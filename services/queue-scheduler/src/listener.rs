//! AMQP listener and connection admission.
//!
//! This module accepts inbound broker connections, performs the Open
//! handshake, enforces at-most-one broker per group, and feeds
//! connect/disconnect events into the reconciler's event stream.
//!
//! - Handshake and all per-connection work run on the connection's own
//!   task, never on the accept loop
//! - A second connection claiming an already-live group id is rejected
//!   with `Close {condition: "amqp:resource-locked"}`; the incumbent is
//!   undisturbed
//! - Connection sequence numbers guard teardown so a stale close never
//!   evicts a successor connection for the same group

use std::collections::HashMap;
use std::io;
use std::net::SocketAddr;
use std::sync::atomic::{AtomicU64, Ordering};
use std::sync::Arc;
use std::time::Duration;

use anyhow::Result;
use mqplane_mgmt::{
    read_frame, write_frame, Frame, CONDITION_DECODE_ERROR, CONDITION_NOT_ALLOWED,
    CONDITION_RESOURCE_LOCKED, PROTOCOL_VERSION,
};
use tokio::net::{TcpListener, TcpStream};
use tokio::sync::{mpsc, Mutex, Semaphore};
use tracing::{debug, error, info, warn, Instrument};

use crate::broker::BrokerConnection;
use crate::config::Config;
use crate::reconciler::SchedulerEvent;

/// Default maximum concurrent broker connections.
pub const DEFAULT_MAX_CONNECTIONS: usize = 1024;

/// Configuration for the AMQP listener.
#[derive(Debug, Clone)]
pub struct ListenerConfig {
    /// Address to bind to.
    pub bind_addr: SocketAddr,
    /// Maximum concurrent connections.
    pub max_connections: usize,
    /// Timeout for the Open handshake.
    pub handshake_timeout: Duration,
    /// Per-call management timeout handed to each connection.
    pub request_timeout: Duration,
}

impl ListenerConfig {
    /// Create a new listener configuration.
    pub fn new(bind_addr: SocketAddr) -> Self {
        Self {
            bind_addr,
            max_connections: DEFAULT_MAX_CONNECTIONS,
            handshake_timeout: Duration::from_secs(10),
            request_timeout: Duration::from_secs(10),
        }
    }

    /// Derive the listener configuration from the service config.
    pub fn from_config(config: &Config) -> Self {
        Self {
            bind_addr: config.listen_addr,
            max_connections: config.max_connections,
            handshake_timeout: config.handshake_timeout,
            request_timeout: config.request_timeout,
        }
    }
}

/// Statistics for the listener.
#[derive(Debug, Default)]
pub struct ListenerStats {
    /// Total connections accepted.
    pub connections_accepted: AtomicU64,
    /// Connections currently active.
    pub connections_active: AtomicU64,
    /// Connections rejected due to the max-connections limit.
    pub connections_rejected: AtomicU64,
    /// Connections rejected because their group already has a live broker.
    pub duplicate_brokers: AtomicU64,
    /// Handshakes that timed out or carried a bad first frame.
    pub handshake_failures: AtomicU64,
}

/// Registry of live broker connections, keyed by group id.
///
/// Admission control only: the slot is claimed before OpenOk goes out and
/// released when the session ends. The reconciler learns about connections
/// through the event stream, never by reading this registry.
#[derive(Default)]
pub struct ConnectionRegistry {
    inner: Mutex<RegistryInner>,
}

#[derive(Default)]
struct RegistryInner {
    slots: HashMap<String, u64>,
    next_seq: u64,
}

impl ConnectionRegistry {
    pub fn new() -> Self {
        Self::default()
    }

    /// Claim the slot for a group. Returns the new connection's sequence
    /// number, or None when the group already has a live connection.
    pub async fn claim(&self, group_id: &str) -> Option<u64> {
        let mut inner = self.inner.lock().await;
        if inner.slots.contains_key(group_id) {
            return None;
        }
        inner.next_seq += 1;
        let seq = inner.next_seq;
        inner.slots.insert(group_id.to_string(), seq);
        Some(seq)
    }

    /// Release the slot if this connection still owns it.
    pub async fn release(&self, group_id: &str, seq: u64) -> bool {
        let mut inner = self.inner.lock().await;
        match inner.slots.get(group_id) {
            Some(&live) if live == seq => {
                inner.slots.remove(group_id);
                true
            }
            _ => false,
        }
    }

    /// Returns true when the group has a live connection.
    pub async fn contains(&self, group_id: &str) -> bool {
        self.inner.lock().await.slots.contains_key(group_id)
    }

    /// Number of live connections.
    pub async fn len(&self) -> usize {
        self.inner.lock().await.slots.len()
    }
}

/// The AMQP listener.
pub struct Listener {
    config: ListenerConfig,
    listener: TcpListener,
    registry: Arc<ConnectionRegistry>,
    events: mpsc::Sender<SchedulerEvent>,
    conn_semaphore: Arc<Semaphore>,
    stats: Arc<ListenerStats>,
}

impl Listener {
    /// Bind the listener.
    pub async fn bind(
        config: ListenerConfig,
        registry: Arc<ConnectionRegistry>,
        events: mpsc::Sender<SchedulerEvent>,
    ) -> io::Result<Self> {
        let listener = TcpListener::bind(config.bind_addr).await?;
        let local_addr = listener.local_addr()?;

        info!(
            bind_addr = %local_addr,
            max_connections = config.max_connections,
            "AMQP listener bound"
        );

        Ok(Self {
            conn_semaphore: Arc::new(Semaphore::new(config.max_connections)),
            listener,
            config,
            registry,
            events,
            stats: Arc::new(ListenerStats::default()),
        })
    }

    /// Get the local address this listener is bound to.
    pub fn local_addr(&self) -> io::Result<SocketAddr> {
        self.listener.local_addr()
    }

    /// Get listener statistics.
    pub fn stats(&self) -> Arc<ListenerStats> {
        Arc::clone(&self.stats)
    }

    /// Run the accept loop.
    pub async fn run(self: Arc<Self>) -> io::Result<()> {
        let local_addr = self.listener.local_addr()?;
        info!(bind_addr = %local_addr, "AMQP listener started");

        loop {
            match self.listener.accept().await {
                Ok((stream, peer_addr)) => {
                    let permit = match self.conn_semaphore.clone().try_acquire_owned() {
                        Ok(permit) => permit,
                        Err(_) => {
                            self.stats
                                .connections_rejected
                                .fetch_add(1, Ordering::Relaxed);
                            warn!(peer_addr = %peer_addr, "Connection rejected: max connections reached");
                            continue;
                        }
                    };

                    self.stats
                        .connections_accepted
                        .fetch_add(1, Ordering::Relaxed);
                    self.stats
                        .connections_active
                        .fetch_add(1, Ordering::Relaxed);

                    let listener = Arc::clone(&self);
                    let stats = Arc::clone(&self.stats);

                    tokio::spawn(
                        async move {
                            if let Err(e) = listener.handle_connection(stream, peer_addr).await {
                                debug!(
                                    peer_addr = %peer_addr,
                                    error = %e,
                                    "Connection error"
                                );
                            }

                            stats.connections_active.fetch_sub(1, Ordering::Relaxed);
                            drop(permit);
                        }
                        .instrument(tracing::info_span!("broker_session", peer = %peer_addr)),
                    );
                }
                Err(e) => {
                    error!(error = %e, "Accept error");
                    // Brief sleep to avoid a tight loop on persistent errors
                    tokio::time::sleep(Duration::from_millis(100)).await;
                }
            }
        }
    }

    /// Handle one broker session from handshake to teardown.
    async fn handle_connection(&self, mut stream: TcpStream, peer_addr: SocketAddr) -> Result<()> {
        let open = match tokio::time::timeout(
            self.config.handshake_timeout,
            read_frame(&mut stream),
        )
        .await
        {
            Ok(Ok(frame)) => frame,
            Ok(Err(e)) => {
                self.stats.handshake_failures.fetch_add(1, Ordering::Relaxed);
                debug!(peer_addr = %peer_addr, error = %e, "Handshake read failed");
                return Ok(());
            }
            Err(_) => {
                self.stats.handshake_failures.fetch_add(1, Ordering::Relaxed);
                warn!(peer_addr = %peer_addr, "Handshake timed out");
                return Ok(());
            }
        };

        let (container_id, protocol) = match open {
            Frame::Open {
                container_id,
                protocol,
            } => (container_id, protocol),
            other => {
                self.stats.handshake_failures.fetch_add(1, Ordering::Relaxed);
                warn!(peer_addr = %peer_addr, frame = ?other, "First frame was not Open");
                let _ = write_frame(
                    &mut stream,
                    &Frame::Close {
                        condition: Some(CONDITION_NOT_ALLOWED.to_string()),
                    },
                )
                .await;
                return Ok(());
            }
        };

        if protocol != PROTOCOL_VERSION {
            self.stats.handshake_failures.fetch_add(1, Ordering::Relaxed);
            warn!(
                peer_addr = %peer_addr,
                group_id = %container_id,
                expected = PROTOCOL_VERSION,
                got = protocol,
                "Protocol version mismatch"
            );
            let _ = write_frame(
                &mut stream,
                &Frame::Close {
                    condition: Some(CONDITION_DECODE_ERROR.to_string()),
                },
            )
            .await;
            return Ok(());
        }

        // At most one broker per group: claim the slot before accepting.
        let Some(seq) = self.registry.claim(&container_id).await else {
            self.stats.duplicate_brokers.fetch_add(1, Ordering::Relaxed);
            warn!(
                peer_addr = %peer_addr,
                group_id = %container_id,
                "Rejecting duplicate broker for live group"
            );
            let _ = write_frame(
                &mut stream,
                &Frame::Close {
                    condition: Some(CONDITION_RESOURCE_LOCKED.to_string()),
                },
            )
            .await;
            return Ok(());
        };

        if let Err(e) = write_frame(&mut stream, &Frame::OpenOk).await {
            self.registry.release(&container_id, seq).await;
            return Err(e.into());
        }

        info!(
            peer_addr = %peer_addr,
            group_id = %container_id,
            connection_seq = seq,
            "Broker connected"
        );

        let (read_half, write_half) = stream.into_split();
        let connection = BrokerConnection::new(
            container_id.clone(),
            seq,
            write_half,
            self.config.request_timeout,
        );
        let handle = connection.handle();

        if self
            .events
            .send(SchedulerEvent::BrokerConnected {
                group_id: container_id.clone(),
                broker: handle,
            })
            .await
            .is_err()
        {
            // Scheduler is gone; nothing will drive this connection.
            self.registry.release(&container_id, seq).await;
            return Ok(());
        }

        // The session lives here until the broker goes away.
        connection.run_reader(read_half).await;

        self.registry.release(&container_id, seq).await;
        info!(
            group_id = %container_id,
            connection_seq = seq,
            "Broker disconnected"
        );
        let _ = self
            .events
            .send(SchedulerEvent::BrokerDisconnected {
                group_id: container_id,
                connection_seq: seq,
            })
            .await;

        Ok(())
    }
}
==================================================
EXERCISE BRIEF.
Search the listing for the word "never". Copy every line in which it occurs.

WRITTEN ANSWER.
//!   task, never on the accept loop
//! - Connection sequence numbers guard teardown so a stale close never
/// through the event stream, never by reading this registry.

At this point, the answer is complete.